2013: A Spirit Box Choke Unsettles
In 2013, the air turned sharp. Tyra Newsome of In Nomine Paranormal Research brought me along. Mike Flickner, then a guide at Waverly and part of Southern Indiana Ghost Hunters, led us to the first-floor lobby for a spirit box session—a device used in ITC (Instrumental Trans-Communication), a method of attempting to capture voices or messages from nonphysical sources.
He called for “Timmy.” The box crackled—fragments of names and static. Then Tyra began coughing—hard. And the box hissed back one word: “choke.”
Was it dust? Coincidence? Something more? I don’t pretend to know. But my friend Jeff Rocker caught it on tape, and that moment lingers. That night felt like a violation, a dark confirmation. The questions still hang, answers just out of reach.
2016: Choking Shadows Strike Again
On July 26, 2016, fear turned personal.
I was in the old hospital lobby with a small group, running another session with a spirit box. Meanwhile, April Slaughter—psychic medium and respected researcher—led my daughter and others to the second floor.
Our device picked up Timmy’s name again. But upstairs, something stirred. My daughter later described a shadow figure lurching toward her. She froze—and couldn’t breathe. It felt like invisible hands choking her.
Three years after Tyra’s attack. Same building. Same name. Different floor. Different target. Coincidence—or continuation? Timmy’s bad behavior?
As the night deepened, we switched to EchoVox, an ITC app I trust for raw, real-time spirit replies. The concourse lights shut off. Darkness swallowed the hallway. Then came a growl—low, guttural, unmistakable.

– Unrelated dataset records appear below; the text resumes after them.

//! CLI entry point for the commuter demand tool.
//!
//! Provides subcommands for predicting demand (single or batch), listing
//! live route alternatives and rendering them on a map.

use anyhow::{Context, Result};
use chrono::{Datelike, Local, Timelike};
use clap::{Parser, Subcommand, ValueEnum};
use commuter_demand::{
    batch::predict_csv,
    commands::{live_traffic_level, predict_demand, route_map, traffic_report},
    config::AppConfig,
    demand::{DAY_NAMES, DemandEstimator, DemandRequest},
    infra::google_maps::GoogleDirectionsClient,
    model::GradientBoostedModel,
    output::{NO_ROUTES_MESSAGE, demand_line, report_lines, to_json},
    render::to_html,
};
use std::ffi::OsStr;
use std::path::{Path, PathBuf};
use tracing::{info, warn};
use tracing_subscriber::{
    EnvFilter, Layer,
    fmt::{self, format::FmtSpan},
    layer::SubscriberExt,
    util::SubscriberInitExt,
};

#[derive(Parser)]
#[command(name = "commuter_demand")]
#[command(about = "Commuter demand prediction and live traffic analysis", long_about = None)]
struct Cli {
    #[command(subcommand)]
    command: Commands,
}

#[derive(Subcommand)]
enum Commands {
    /// Predict commuter demand for one set of conditions
    Predict {
        /// Hour of the day (0-23); defaults to the current hour
        #[arg(long)]
        hour: Option<u8>,

        /// Day of the week (Monday..Sunday); defaults to today
        #[arg(long)]
        day: Option<String>,

        /// Weather conditions (0 - Clear, 1 - Cloudy, 2 - Rainy)
        #[arg(short, long, default_value_t = 0)]
        weather: u8,

        /// Estimated travel time in minutes
        #[arg(short, long, default_value_t = 30.0)]
        travel_time: f64,

        /// Traffic congestion level, used when no live route is requested
        #[arg(long, default_value_t = 1)]
        traffic_level: u32,

        /// Origin for deriving the traffic level from live routes
        #[arg(long, requires = "destination")]
        origin: Option<String>,

        /// Destination for deriving the traffic level from live routes
        #[arg(long, requires = "origin")]
        destination: Option<String>,

        /// Print the result as JSON
        #[arg(long, default_value_t = false)]
        json: bool,
    },
    /// Predict demand for every row of a CSV file
    PredictBatch {
        /// CSV with columns hour,day,weather,travel_time,traffic_level
        #[arg(short, long)]
        input: PathBuf,

        /// CSV file to write predictions to
        #[arg(short, long, default_value = "predictions.csv")]
        output: PathBuf,
    },
    /// List live route alternatives with travel times and traffic levels
    Traffic {
        #[arg(long)]
        origin: String,

        #[arg(long)]
        destination: String,

        /// Print the routes as JSON
        #[arg(long, default_value_t = false)]
        json: bool,
    },
    /// Render live route alternatives on a map
    Map {
        #[arg(long)]
        origin: String,

        #[arg(long)]
        destination: String,

        #[arg(short, long, value_enum, default_value_t = MapFormat::Html)]
        format: MapFormat,

        /// File to write the map to (stdout if omitted)
        #[arg(short, long)]
        output: Option<PathBuf>,
    },
}

#[derive(Clone, Copy, ValueEnum)]
enum MapFormat {
    Html,
    Geojson,
}

#[tokio::main]
async fn main() -> Result<()> {
    dotenvy::dotenv().ok(); // Load .env file

    let config = AppConfig::from_env()?;

    // Logging setup: colored stderr + JSON rolling log file
    let log_dir = config
        .log_file_path
        .parent()
        .filter(|p| !p.as_os_str().is_empty())
        .unwrap_or(Path::new("logs"));
    let log_file_name = config
        .log_file_path
        .file_name()
        .unwrap_or(OsStr::new("commuter_demand.log"));

    let file_appender = tracing_appender::rolling::daily(log_dir, log_file_name);
    let (non_blocking_file, _file_guard) = tracing_appender::non_blocking(file_appender);

    let stderr_layer = fmt::layer()
        .with_target(true)
        .with_span_events(FmtSpan::CLOSE)
        .with_ansi(true)
        .with_writer(std::io::stderr)
        .with_filter(EnvFilter::from_env("RUST_LOG").add_directive("info".parse()?));

    let json_layer = fmt::layer()
        .json()
        .with_current_span(true)
        .with_span_list(true)
        .with_writer(non_blocking_file)
        .with_filter(EnvFilter::from_env("RUST_LOG_JSON").add_directive("debug".parse()?));

    tracing_subscriber::registry()
        .with(stderr_layer)
        .with(json_layer)
        .init();

    let cli = Cli::parse();

    match cli.command {
        Commands::Predict {
            hour,
            day,
            weather,
            travel_time,
            traffic_level,
            origin,
            destination,
            json,
        } => {
            let estimator = load_estimator(&config)?;

            let now = Local::now();
            let hour = hour.unwrap_or(now.hour() as u8);
            let day = day.unwrap_or_else(|| {
                DAY_NAMES[now.weekday().num_days_from_monday() as usize].to_string()
            });

            let traffic_level = match (origin, destination) {
                (Some(origin), Some(destination)) => {
                    let provider = GoogleDirectionsClient::from_config(&config)?;
                    match live_traffic_level(&provider, &origin, &destination).await? {
                        Some(level) => level,
                        None => {
                            warn!(traffic_level, "{NO_ROUTES_MESSAGE} Using the given traffic level");
                            traffic_level
                        }
                    }
                }
                _ => traffic_level,
            };

            let request = DemandRequest::new(hour, day, weather, travel_time, traffic_level);
            let demand = predict_demand(&estimator, &request)?;

            if json {
                println!(
                    "{}",
                    to_json(&serde_json::json!({
                        "hour": request.hour,
                        "day": request.day_of_week,
                        "weather": request.weather_code,
                        "travel_time": request.travel_time_minutes,
                        "traffic_level": request.traffic_level,
                        "predicted_demand": demand,
                    }))?
                );
            } else {
                println!("{}", demand_line(demand));
            }
        }
        Commands::PredictBatch { input, output } => {
            let estimator = load_estimator(&config)?;
            let summary = predict_csv(&estimator, &input, &output)?;
            println!(
                "Wrote {} predictions ({} failed rows) to {}",
                summary.predicted,
                summary.failed,
                output.display()
            );
        }
        Commands::Traffic {
            origin,
            destination,
            json,
        } => {
            let provider = GoogleDirectionsClient::from_config(&config)?;
            let report = traffic_report(&provider, &origin, &destination).await?;

            if json {
                println!("{}", to_json(&report)?);
            } else {
                for line in report_lines(&report) {
                    println!("{line}");
                }
            }
        }
        Commands::Map {
            origin,
            destination,
            format,
            output,
        } => {
            let provider = GoogleDirectionsClient::from_config(&config)?;
            let Some(map) = route_map(&provider, &origin, &destination).await? else {
                println!("{NO_ROUTES_MESSAGE}");
                return Ok(());
            };

            let rendered = match format {
                MapFormat::Html => to_html(&map)?,
                MapFormat::Geojson => to_json(&map)?,
            };

            match output {
                Some(path) => {
                    std::fs::write(&path, rendered)
                        .with_context(|| format!("writing map to {}", path.display()))?;
                    info!(path = %path.display(), "Map written");
                }
                None => println!("{rendered}"),
            }
        }
    }

    Ok(())
}

/// Loads the model artifact. A missing or corrupt model aborts the command.
fn load_estimator(config: &AppConfig) -> Result<DemandEstimator<GradientBoostedModel>> {
    let model = GradientBoostedModel::load(&config.model_path)
        .context("the demand model must be available to predict")?;
    Ok(DemandEstimator::new(model))
}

EchoVox growled back. Like it knew.
Big Black filled my thoughts, its void-like presence echoing in the responses. Slams. Footsteps. Disembodied voices. Static chaos. But my daughter’s choking—that scar runs deepest.
Video:
Paranormal ITC: Truth Beyond the Noise
If you ever visit Waverly, know this from my years of experience: it speaks clearest when you ditch the gear and sit in the dark. Unplugged. Exposed. Still.
That’s when shadows flicker. That’s when clothes get tugged. That’s when Waverly breathes.

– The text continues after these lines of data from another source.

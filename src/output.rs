//! User-facing formatting of predictions and route listings.

use anyhow::Result;
use serde::Serialize;
use tracing::debug;

use crate::commands::TrafficReport;
use crate::demand::PredictedDemand;
use crate::routes::NormalizedRoute;

pub const NO_ROUTES_MESSAGE: &str = "No routes found. Please check the locations.";

pub fn demand_line(demand: PredictedDemand) -> String {
    format!("Predicted Commuter Demand: {demand} passengers")
}

/// `Route N: <distance>, Estimated Time: <duration>, Traffic Level: <n>`,
/// numbered from 1.
pub fn route_lines(routes: &[NormalizedRoute]) -> Vec<String> {
    routes
        .iter()
        .enumerate()
        .map(|(i, r)| {
            format!(
                "Route {}: {}, Estimated Time: {}, Traffic Level: {}",
                i + 1,
                r.distance_text,
                r.duration_text,
                r.congestion_estimate
            )
        })
        .collect()
}

pub fn report_lines(report: &TrafficReport) -> Vec<String> {
    match report {
        TrafficReport::Routes(routes) => route_lines(routes),
        TrafficReport::NoRoutes => vec![NO_ROUTES_MESSAGE.to_string()],
    }
}

/// Pretty-printed JSON for any result.
pub fn to_json(value: &impl Serialize) -> Result<String> {
    let json = serde_json::to_string_pretty(value)?;
    debug!(bytes = json.len(), "Rendered JSON output");
    Ok(json)
}

#[cfg(test)]
mod tests {
    use super::*;

    fn route(distance: &str, duration: &str, warnings: u32) -> NormalizedRoute {
        NormalizedRoute {
            distance_text: distance.to_string(),
            duration_text: duration.to_string(),
            congestion_estimate: warnings,
            path: vec![(0.0, 0.0)],
        }
    }

    #[test]
    fn test_route_lines_are_numbered_from_one() {
        let lines = route_lines(&[route("5.2 km", "12 mins", 1), route("6.0 km", "15 mins", 0)]);

        assert_eq!(
            lines,
            vec![
                "Route 1: 5.2 km, Estimated Time: 12 mins, Traffic Level: 1",
                "Route 2: 6.0 km, Estimated Time: 15 mins, Traffic Level: 0",
            ]
        );
    }

    #[test]
    fn test_no_routes_message() {
        assert_eq!(report_lines(&TrafficReport::NoRoutes), vec![NO_ROUTES_MESSAGE]);
    }

    #[test]
    fn test_demand_line() {
        assert_eq!(demand_line(42), "Predicted Commuter Demand: 42 passengers");
    }

    #[test]
    fn test_report_json_is_tagged() {
        let json = to_json(&TrafficReport::Routes(vec![route("1 km", "2 mins", 0)])).unwrap();
        assert!(json.contains("\"routes\""));
        assert!(json.contains("\"distance_text\": \"1 km\""));

        let none = to_json(&TrafficReport::NoRoutes).unwrap();
        assert!(none.contains("no_routes"));
    }
}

Forget meters. Forget clean recordings. Between planes, trains, critters, and Louisville humidity, Waverly is acoustic bedlam. A “pristine” ghost hunt? A myth. Don’t chase it—or you’ll miss what matters.
What matters is reverence. For the patients. For the pain. For the dead. Honor that, and maybe what lingers will honor you back.

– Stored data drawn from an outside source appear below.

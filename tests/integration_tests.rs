use async_trait::async_trait;
use commuter_demand::commands::{TrafficReport, predict_demand, route_map, traffic_report};
use commuter_demand::demand::{DemandEstimator, DemandRequest};
use commuter_demand::error::Result;
use commuter_demand::model::GradientBoostedModel;
use commuter_demand::services::directions_api::{
    DirectionsProvider, DirectionsResponse, RawRoute,
};

/// Serves the recorded Directions response from the fixtures.
struct Recorded;

#[async_trait]
impl DirectionsProvider for Recorded {
    async fn fetch_routes(&self, _origin: &str, _destination: &str) -> Result<Vec<RawRoute>> {
        let body: DirectionsResponse =
            serde_json::from_str(include_str!("fixtures/directions_two_routes.json"))
                .expect("fixture should parse");
        Ok(body.routes)
    }
}

fn estimator() -> DemandEstimator<GradientBoostedModel> {
    let model = GradientBoostedModel::from_json(include_str!("fixtures/demand_model.json"))
        .expect("Failed to load model fixture");
    DemandEstimator::new(model)
}

#[test]
fn test_model_fixture_predictions() {
    let estimator = estimator();

    let cases = [
        (8, "Monday", 38),
        (6, "Saturday", 29),
        (14, "Sunday", 19),
        // Unknown day code -1 falls on the weekday branch.
        (8, "Funday", 38),
    ];
    for (hour, day, expected) in cases {
        let request = DemandRequest::new(hour, day, 0, 30.0, 1);
        assert_eq!(
            predict_demand(&estimator, &request).unwrap(),
            expected,
            "hour {hour}, {day}"
        );
    }
}

#[tokio::test]
async fn test_traffic_report_from_recorded_response() {
    let report = traffic_report(&Recorded, "Union Station", "City Hall")
        .await
        .unwrap();

    let TrafficReport::Routes(routes) = report else {
        panic!("expected routes");
    };
    assert_eq!(routes.len(), 2);

    assert_eq!(routes[0].distance_text, "5.2 km");
    assert_eq!(routes[0].duration_text, "12 mins");
    assert_eq!(routes[0].congestion_estimate, 1);
    assert_eq!(routes[0].path.len(), 4);
    assert_eq!(routes[0].start(), Some((40.75, -73.99)));

    assert_eq!(routes[1].distance_text, "6.0 km");
    assert_eq!(routes[1].duration_text, "15 mins");
    assert_eq!(routes[1].congestion_estimate, 0);
    assert_eq!(routes[1].path.len(), 3);
}

#[tokio::test]
async fn test_route_map_from_recorded_response() {
    let map = route_map(&Recorded, "Union Station", "City Hall")
        .await
        .unwrap()
        .expect("two routes should produce a map");

    // Origin, destination, two route lines.
    assert_eq!(map.features.len(), 4);
    let destination = map.features[1].geometry.as_ref().unwrap();
    assert_eq!(destination.value, geojson::Value::Point(vec![-74.0, 40.72]));
}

But lately, Waverly’s caretakers seem to have forgotten this.
Waverly’s Fall: Loathing the Carnival

There was a time when walking Waverly’s halls felt sacred—a privilege to tread where so many lives ended. I came to listen. To feel. To bear witness.
But my last visit, in April 2023, broke my heart.
Halloween props now clutter the first floor year-round—no longer reserved for October. Demonic doctors. Tortured mannequins. Rubber limbs splashed with fake blood. The gift shop sells haunted souvenirs like it’s a theme park. The ghosts who linger—patients, nurses, children—deserve better than being props in this mockery.
It’s a bucket of gross.
Disrespectful to those who suffered. Disingenuous to whatever remains. Waverly’s not a carnival. It’s a grave. This shift feels like exploitation, not exploration. A betrayal of every soul that breathed its last here.
That’s why I may never go back.
Gratitude in the Charged Echoes

Tyra’s choking. My daughter’s attack. They’re not evidence. They’re experiences. Threads in Waverly’s haunted weave. The Creeper. Big Black. Timmy. The nurse in 502. They hum beneath each step I’ve taken—fueling questions, never answering them.
Every visit gave me something. Even the fear. Even the bitterness.
Maybe we’re the ones haunting Waverly—calling too loud, too public, too bold.